In Thailand, where military rule has already scrubbed local media of much dissent, Prime Minister Prayuth Chan-ocha has assumed the power “to censor or shut down media if deemed necessary,” according to a government decree. Cambodian authorities have arrested more than a dozen people for sharing pandemic information, four of them people aligned with the opposition Cambodia National Rescue Party, which has been formally dissolved.
In China, meanwhile, hundreds of people have been arrested for online comments, while governments and companies alike have made the use of cellphone apps and other tracking tools mandatory, expanding the country’s already-sophisticated surveillance state. Similar tracking technologies have been deployed by governments around the world, both authoritarian and democratic.
Hong Kong, which until the crisis had been the scene of regular protests calling for greater autonomy from China, has been under particular pressure. In February, police arrested Jimmy Lai, a pro-democracy media tycoon despised by Beijing, and several other top democracy figures, accusing them of participating in an illegal assembly last summer. An outspoken nationalist lawmaker has pushed for the passing of national security laws that would prohibit treason, “subversion against the Central People’s Government” or ties with foreign political entities. His timing has historical resonance: A previous attempt to enact such laws in 2003 failed amid the SARS crisis.
This time, “some people in the pro-Beijing camp may think that it is a good time to try to take very harsh measures because the world, especially those countries which may support Hong Kong, are now very preoccupied with their own problems,” said Emily Lau, a pro-democracy politician in Hong Kong.

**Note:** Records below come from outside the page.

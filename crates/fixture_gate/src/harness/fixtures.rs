//! FixtureContext - Per case/variant view of the fixture workspace
//!
//! A context is computed once per case and variant and never mutated. Every
//! path the build, execution, comparison and cleanup steps touch comes from
//! it, and child processes receive its directory as their working directory,
//! so the harness never changes the process-wide current directory.

use std::path::{Path, PathBuf};

use serde::{Deserialize, Serialize};

use super::registry::{CaseId, Variant};
use crate::error::ConfigError;

/// File names used inside every fixture directory
#[derive(Debug, Clone, PartialEq, Eq, Serialize, Deserialize)]
#[serde(default)]
pub struct FixtureFiles {
    /// Source file handed to the compiler
    pub source: String,
    /// Known-correct output
    pub expected: String,
    /// Executable written by the compiler
    pub artifact: String,
    /// Captured stdout of the artifact
    pub captured: String,
    /// Comparison diagnostics
    pub log: String,
}

impl Default for FixtureFiles {
    fn default() -> Self {
        Self {
            source: "code.cpp".to_string(),
            expected: "answer.txt".to_string(),
            artifact: "code".to_string(),
            captured: "my.out".to_string(),
            log: "log.out".to_string(),
        }
    }
}

impl FixtureFiles {
    /// Names keyed by their config field, in a fixed order
    pub fn named(&self) -> [(&'static str, &str); 5] {
        [
            ("source", self.source.as_str()),
            ("expected", self.expected.as_str()),
            ("artifact", self.artifact.as_str()),
            ("captured", self.captured.as_str()),
            ("log", self.log.as_str()),
        ]
    }

    /// Check that every name is a plain file name and that no two collide
    ///
    /// A generated file sharing a name with the source or expected output
    /// would overwrite it and then be removed by cleanup.
    pub fn validate(&self) -> Result<(), ConfigError> {
        let named = self.named();
        for (i, &(field, name)) in named.iter().enumerate() {
            let reason = if name.is_empty() {
                Some("name is empty")
            } else if name.contains(['/', '\\']) {
                Some("name contains a path separator")
            } else if name == "." || name == ".." {
                Some("name is a relative path component")
            } else if named[..i].iter().any(|&(_, other)| other == name) {
                Some("name is used by another fixture file")
            } else {
                None
            };
            if let Some(reason) = reason {
                return Err(ConfigError::InvalidFileName {
                    field,
                    name: name.to_string(),
                    reason,
                });
            }
        }
        Ok(())
    }
}

/// Immutable location of one case/variant fixture
#[derive(Debug, Clone, PartialEq, Eq)]
pub struct FixtureContext {
    case: CaseId,
    variant: Variant,
    dir: PathBuf,
    source: PathBuf,
    expected: PathBuf,
    artifact: PathBuf,
    captured: PathBuf,
    log: PathBuf,
}

impl FixtureContext {
    /// Resolve the fixture directory and file paths for a case/variant
    pub fn new(data_root: &Path, case: &CaseId, variant: Variant, files: &FixtureFiles) -> Self {
        let dir = data_root.join(format!("{}{}", case, variant.dir_suffix()));
        Self {
            case: case.clone(),
            variant,
            source: dir.join(&files.source),
            expected: dir.join(&files.expected),
            artifact: dir.join(&files.artifact),
            captured: dir.join(&files.captured),
            log: dir.join(&files.log),
            dir,
        }
    }

    pub fn case(&self) -> &CaseId {
        &self.case
    }

    pub fn variant(&self) -> Variant {
        self.variant
    }

    /// Fixture directory, used as the working directory of child processes
    pub fn dir(&self) -> &Path {
        &self.dir
    }

    pub fn source(&self) -> &Path {
        &self.source
    }

    pub fn expected(&self) -> &Path {
        &self.expected
    }

    pub fn artifact(&self) -> &Path {
        &self.artifact
    }

    pub fn captured(&self) -> &Path {
        &self.captured
    }

    pub fn log(&self) -> &Path {
        &self.log
    }

    /// Files generated by a run of this context, removed by cleanup
    pub fn generated(&self) -> [&Path; 3] {
        [&self.artifact, &self.captured, &self.log]
    }

    /// Check that the directory and expected output exist
    ///
    /// The source file is not checked here: a missing source is a build
    /// failure reported against the case, not a configuration problem.
    pub fn validate(&self) -> Result<(), ConfigError> {
        if !self.dir.is_dir() {
            return Err(ConfigError::MissingFixtureDir {
                path: self.dir.clone(),
            });
        }
        if !self.expected.is_file() {
            return Err(ConfigError::MissingExpected {
                path: self.expected.clone(),
            });
        }
        Ok(())
    }
}
//! Toolchain - Build step
//!
//! Compiles the fixture source into an executable inside the fixture
//! directory. Only the compiler's exit status decides success; its stderr is
//! kept so a failing build can be reported with diagnostics.

use std::path::{Path, PathBuf};
use std::process::{Command, Stdio};

use serde::{Deserialize, Serialize};
use tracing::debug;

use super::fixtures::FixtureContext;
use super::registry::Variant;
use crate::error::BuildError;

/// Executable produced by a successful build
#[derive(Debug, Clone, PartialEq, Eq)]
pub struct BuildArtifact {
    path: PathBuf,
}

impl BuildArtifact {
    /// Wrap a path that a toolchain just wrote
    pub fn new(path: impl Into<PathBuf>) -> Self {
        Self { path: path.into() }
    }

    pub fn path(&self) -> &Path {
        &self.path
    }
}

/// Something that can turn a fixture's source into an executable
///
/// The runner is generic over this so tests can drive the state machine
/// without a real compiler.
pub trait Toolchain {
    /// Build the source of `ctx`, honoring its variant
    fn build(&self, ctx: &FixtureContext) -> Result<BuildArtifact, BuildError>;
}

/// Settings for invoking an external compiler
#[derive(Debug, Clone, PartialEq, Eq, Serialize, Deserialize)]
#[serde(default)]
pub struct ToolchainConfig {
    /// Compiler executable
    pub compiler: String,
    /// Flags passed to every build
    pub flags: Vec<String>,
    /// Extra flags for the MemCheck variant
    pub memcheck_flags: Vec<String>,
    /// Include directories, passed as `-I<dir>`
    pub include_dirs: Vec<PathBuf>,
}

impl Default for ToolchainConfig {
    fn default() -> Self {
        Self {
            compiler: "g++".to_string(),
            flags: vec!["-O2".to_string(), "-std=c++11".to_string()],
            memcheck_flags: vec![
                "-fsanitize=address,undefined".to_string(),
                "-fno-omit-frame-pointer".to_string(),
                "-g".to_string(),
            ],
            include_dirs: Vec::new(),
        }
    }
}

/// Toolchain that shells out to a C/C++ style compiler
#[derive(Debug, Clone, Default)]
pub struct CompilerToolchain {
    config: ToolchainConfig,
}

impl CompilerToolchain {
    pub fn new(config: ToolchainConfig) -> Self {
        Self { config }
    }

    pub fn config(&self) -> &ToolchainConfig {
        &self.config
    }

    /// Arguments for building `ctx`, in invocation order
    pub fn args(&self, ctx: &FixtureContext) -> Vec<String> {
        let mut args = self.config.flags.clone();
        if ctx.variant() == Variant::MemCheck {
            args.extend(self.config.memcheck_flags.iter().cloned());
        }
        args.push(ctx.source().display().to_string());
        for dir in &self.config.include_dirs {
            args.push(format!("-I{}", dir.display()));
        }
        args.push("-o".to_string());
        args.push(ctx.artifact().display().to_string());
        args
    }
}

impl Toolchain for CompilerToolchain {
    fn build(&self, ctx: &FixtureContext) -> Result<BuildArtifact, BuildError> {
        let args = self.args(ctx);
        debug!(compiler = %self.config.compiler, ?args, dir = %ctx.dir().display(), "building");

        let output = Command::new(&self.config.compiler)
            .args(&args)
            .current_dir(ctx.dir())
            .stdin(Stdio::null())
            .output()
            .map_err(|source| BuildError::Spawn {
                compiler: self.config.compiler.clone(),
                source,
            })?;

        if !output.status.success() {
            return Err(BuildError::Failed {
                status: output.status,
                stderr: String::from_utf8_lossy(&output.stderr).into_owned(),
            });
        }

        Ok(BuildArtifact::new(ctx.artifact()))
    }
}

There is a tendency among governments “to respond to this crisis in the one way they know how, which is by tightening control,” said Sebastian Strangio, an author and scholar who studies Southeast Asia.
Another recurring theme has seen authoritarian leaders use this moment to push through legislation persecuting LGBTQ citizens. One day after Mr. Orban gained his rule-by-decree powers, his government submitted a bill that would make it illegal to change a person’s gender. In Uganda, where the government of President Yoweri Museveni has a long history of persecuting gay people, police arrested 23 members of the LGBTQ community at a shelter in late March, accusing them of violating rules on social distancing.
One authoritarian leader who has not benefited from the crisis is Russian President Vladimir Putin, who was forced to postpone an April referendum on constitutional changes that would have allowed him to remain in power for another 16 years. Even more remarkably, the Kremlin’s wobbly handling of the crisis has allowed alternate centres of power – primarily Moscow Mayor Sergey Sobyanin, who has often moved faster than the Kremlin in taking steps to deal with the pandemic – to emerge in Russia for the first time since early in Mr. Putin’s two-decade-long rule.
While authoritarianism is on the rise around the world at the moment, some believe the limits of top-down government will be exposed as the crisis unfolds.
“Ultimately, the pandemic is going to lead to a severe economic crisis, and that, more than the pandemic itself, is likely to challenge regimes,” said Steven Levitsky, a professor of government at Harvard University. “But that works both ways. Weak democracies that fare poorly could get into trouble, but poorly performing autocrats will also face trouble.“
Mr. Stefanovic, the Serbian opposition politician, pointed to the 1986 nuclear disaster at Chernobyl and how the Soviet Union’s obsession with controlling information sparked protests that eventually brought the entire system crashing down.
“It’s going to backfire on them,” Mr. Stefanovic predicted. “When you control everything, you are to blame for everything.”